RECORDS SUPPLIED:
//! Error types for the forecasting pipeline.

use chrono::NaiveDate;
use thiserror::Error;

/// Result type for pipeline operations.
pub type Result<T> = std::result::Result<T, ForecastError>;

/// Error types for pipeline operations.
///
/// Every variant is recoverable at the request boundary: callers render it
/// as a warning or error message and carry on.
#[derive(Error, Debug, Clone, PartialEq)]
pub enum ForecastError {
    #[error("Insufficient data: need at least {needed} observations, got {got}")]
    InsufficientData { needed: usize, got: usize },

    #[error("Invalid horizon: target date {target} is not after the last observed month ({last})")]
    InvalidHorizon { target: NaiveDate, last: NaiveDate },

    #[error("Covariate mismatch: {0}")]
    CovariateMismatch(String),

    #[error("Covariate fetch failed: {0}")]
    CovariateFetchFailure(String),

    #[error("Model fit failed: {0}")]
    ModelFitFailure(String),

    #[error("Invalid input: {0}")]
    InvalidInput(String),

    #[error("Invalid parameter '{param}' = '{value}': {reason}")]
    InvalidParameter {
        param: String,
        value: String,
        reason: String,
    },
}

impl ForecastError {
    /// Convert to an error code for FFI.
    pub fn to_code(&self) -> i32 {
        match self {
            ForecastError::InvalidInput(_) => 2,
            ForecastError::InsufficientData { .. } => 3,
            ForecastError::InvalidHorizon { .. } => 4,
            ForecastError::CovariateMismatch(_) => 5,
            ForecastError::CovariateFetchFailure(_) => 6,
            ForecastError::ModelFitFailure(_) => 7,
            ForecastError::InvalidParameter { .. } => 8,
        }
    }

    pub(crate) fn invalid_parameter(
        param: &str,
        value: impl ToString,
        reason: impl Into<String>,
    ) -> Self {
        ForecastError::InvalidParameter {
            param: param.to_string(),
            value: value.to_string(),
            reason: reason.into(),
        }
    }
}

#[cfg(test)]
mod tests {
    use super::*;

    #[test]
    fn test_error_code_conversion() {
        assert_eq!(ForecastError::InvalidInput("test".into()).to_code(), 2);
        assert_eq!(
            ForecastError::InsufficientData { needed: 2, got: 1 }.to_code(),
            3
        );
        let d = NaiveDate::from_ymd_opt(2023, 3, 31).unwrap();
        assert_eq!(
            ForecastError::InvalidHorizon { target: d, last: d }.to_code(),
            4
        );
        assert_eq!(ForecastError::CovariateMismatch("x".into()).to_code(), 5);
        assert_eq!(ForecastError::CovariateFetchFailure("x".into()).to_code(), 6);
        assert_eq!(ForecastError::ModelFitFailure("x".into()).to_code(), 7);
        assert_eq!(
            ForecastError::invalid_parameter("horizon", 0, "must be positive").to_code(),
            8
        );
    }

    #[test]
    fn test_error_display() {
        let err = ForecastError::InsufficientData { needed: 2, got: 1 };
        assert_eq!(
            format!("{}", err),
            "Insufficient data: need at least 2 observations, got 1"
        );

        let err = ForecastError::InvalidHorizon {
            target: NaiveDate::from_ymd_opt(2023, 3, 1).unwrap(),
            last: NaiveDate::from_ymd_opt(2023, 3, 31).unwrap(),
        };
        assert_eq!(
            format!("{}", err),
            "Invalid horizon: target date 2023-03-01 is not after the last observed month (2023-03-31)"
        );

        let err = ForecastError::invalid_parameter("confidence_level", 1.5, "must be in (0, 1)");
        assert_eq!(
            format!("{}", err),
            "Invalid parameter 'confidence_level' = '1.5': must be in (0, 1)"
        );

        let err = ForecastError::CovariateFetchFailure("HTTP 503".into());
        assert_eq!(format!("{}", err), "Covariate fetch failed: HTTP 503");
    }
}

...

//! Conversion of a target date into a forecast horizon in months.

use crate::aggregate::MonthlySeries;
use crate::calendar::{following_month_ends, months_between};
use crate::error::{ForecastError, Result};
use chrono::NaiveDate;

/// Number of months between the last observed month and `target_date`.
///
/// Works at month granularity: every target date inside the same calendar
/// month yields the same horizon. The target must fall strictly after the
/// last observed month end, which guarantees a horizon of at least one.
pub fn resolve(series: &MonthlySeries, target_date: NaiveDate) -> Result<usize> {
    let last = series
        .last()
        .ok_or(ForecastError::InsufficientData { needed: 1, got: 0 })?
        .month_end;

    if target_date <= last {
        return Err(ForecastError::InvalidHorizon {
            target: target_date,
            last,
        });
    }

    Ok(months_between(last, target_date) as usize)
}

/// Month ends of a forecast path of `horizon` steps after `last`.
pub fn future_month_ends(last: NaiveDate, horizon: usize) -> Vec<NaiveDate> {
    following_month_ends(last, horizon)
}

--

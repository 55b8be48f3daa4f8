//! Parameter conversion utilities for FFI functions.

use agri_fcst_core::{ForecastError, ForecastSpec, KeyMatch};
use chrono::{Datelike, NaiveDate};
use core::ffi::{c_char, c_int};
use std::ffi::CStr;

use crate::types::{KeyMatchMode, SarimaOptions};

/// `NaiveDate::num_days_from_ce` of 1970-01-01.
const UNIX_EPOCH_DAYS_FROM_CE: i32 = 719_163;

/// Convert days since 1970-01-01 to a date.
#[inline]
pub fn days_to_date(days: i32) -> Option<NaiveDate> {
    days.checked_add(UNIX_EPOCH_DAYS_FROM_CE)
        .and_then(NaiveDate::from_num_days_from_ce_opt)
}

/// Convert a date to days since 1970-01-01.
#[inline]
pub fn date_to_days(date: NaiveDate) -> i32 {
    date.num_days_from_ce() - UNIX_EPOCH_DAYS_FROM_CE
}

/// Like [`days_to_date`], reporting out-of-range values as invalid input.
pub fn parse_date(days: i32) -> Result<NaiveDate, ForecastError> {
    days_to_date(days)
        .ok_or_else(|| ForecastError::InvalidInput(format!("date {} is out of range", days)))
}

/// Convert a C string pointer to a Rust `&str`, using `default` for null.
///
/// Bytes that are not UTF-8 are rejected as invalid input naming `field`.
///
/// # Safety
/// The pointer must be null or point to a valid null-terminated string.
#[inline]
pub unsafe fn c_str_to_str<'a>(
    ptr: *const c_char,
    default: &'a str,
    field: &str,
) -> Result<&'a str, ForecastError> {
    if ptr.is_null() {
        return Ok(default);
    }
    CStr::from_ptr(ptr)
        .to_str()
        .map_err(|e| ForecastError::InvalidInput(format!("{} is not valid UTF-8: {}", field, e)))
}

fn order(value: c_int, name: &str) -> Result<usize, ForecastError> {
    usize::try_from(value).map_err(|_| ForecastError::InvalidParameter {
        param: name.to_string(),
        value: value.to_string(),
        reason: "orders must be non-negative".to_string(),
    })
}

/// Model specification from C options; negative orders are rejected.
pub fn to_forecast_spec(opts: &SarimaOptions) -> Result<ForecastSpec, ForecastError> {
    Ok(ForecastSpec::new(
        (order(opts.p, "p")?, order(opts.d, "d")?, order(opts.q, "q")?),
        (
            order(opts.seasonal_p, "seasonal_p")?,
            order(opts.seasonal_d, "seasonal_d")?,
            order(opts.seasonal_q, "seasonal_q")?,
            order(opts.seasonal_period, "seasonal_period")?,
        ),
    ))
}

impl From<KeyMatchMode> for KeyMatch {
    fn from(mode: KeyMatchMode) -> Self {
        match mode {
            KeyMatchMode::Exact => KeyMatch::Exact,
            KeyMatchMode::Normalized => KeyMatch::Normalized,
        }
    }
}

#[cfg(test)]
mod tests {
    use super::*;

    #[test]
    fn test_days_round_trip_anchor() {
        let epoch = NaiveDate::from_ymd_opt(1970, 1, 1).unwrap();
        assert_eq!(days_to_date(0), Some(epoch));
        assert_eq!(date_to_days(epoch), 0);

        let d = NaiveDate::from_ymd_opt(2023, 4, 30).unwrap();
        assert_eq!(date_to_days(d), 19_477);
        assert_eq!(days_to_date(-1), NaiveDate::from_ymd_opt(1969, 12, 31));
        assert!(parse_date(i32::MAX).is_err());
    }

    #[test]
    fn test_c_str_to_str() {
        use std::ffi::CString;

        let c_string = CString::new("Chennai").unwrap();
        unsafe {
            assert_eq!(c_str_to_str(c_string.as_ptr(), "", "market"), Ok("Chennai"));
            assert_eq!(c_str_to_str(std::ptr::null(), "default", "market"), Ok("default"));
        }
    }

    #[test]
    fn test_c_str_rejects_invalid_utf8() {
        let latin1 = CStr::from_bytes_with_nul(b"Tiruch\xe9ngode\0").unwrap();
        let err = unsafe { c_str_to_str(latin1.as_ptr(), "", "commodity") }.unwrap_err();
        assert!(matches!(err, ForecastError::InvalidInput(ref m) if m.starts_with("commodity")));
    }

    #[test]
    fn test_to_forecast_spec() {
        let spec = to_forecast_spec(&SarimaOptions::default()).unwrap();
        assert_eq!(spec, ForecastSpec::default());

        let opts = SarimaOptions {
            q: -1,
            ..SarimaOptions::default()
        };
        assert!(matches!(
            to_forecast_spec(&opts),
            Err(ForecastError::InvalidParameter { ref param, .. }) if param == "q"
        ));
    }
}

PROBLEM STATEMENT: Restate word for word the entries above from the line with "assert!(matches!(err, ForecastError::InvalidInput(ref m)" through the line with "assert_eq!(spec, ForecastSpec::default());", inclusive, leaving out everything else.

ANSWER BOX:
        assert!(matches!(err, ForecastError::InvalidInput(ref m) if m.starts_with("commodity")));
    }

    #[test]
    fn test_to_forecast_spec() {
        let spec = to_forecast_spec(&SarimaOptions::default()).unwrap();
        assert_eq!(spec, ForecastSpec::default());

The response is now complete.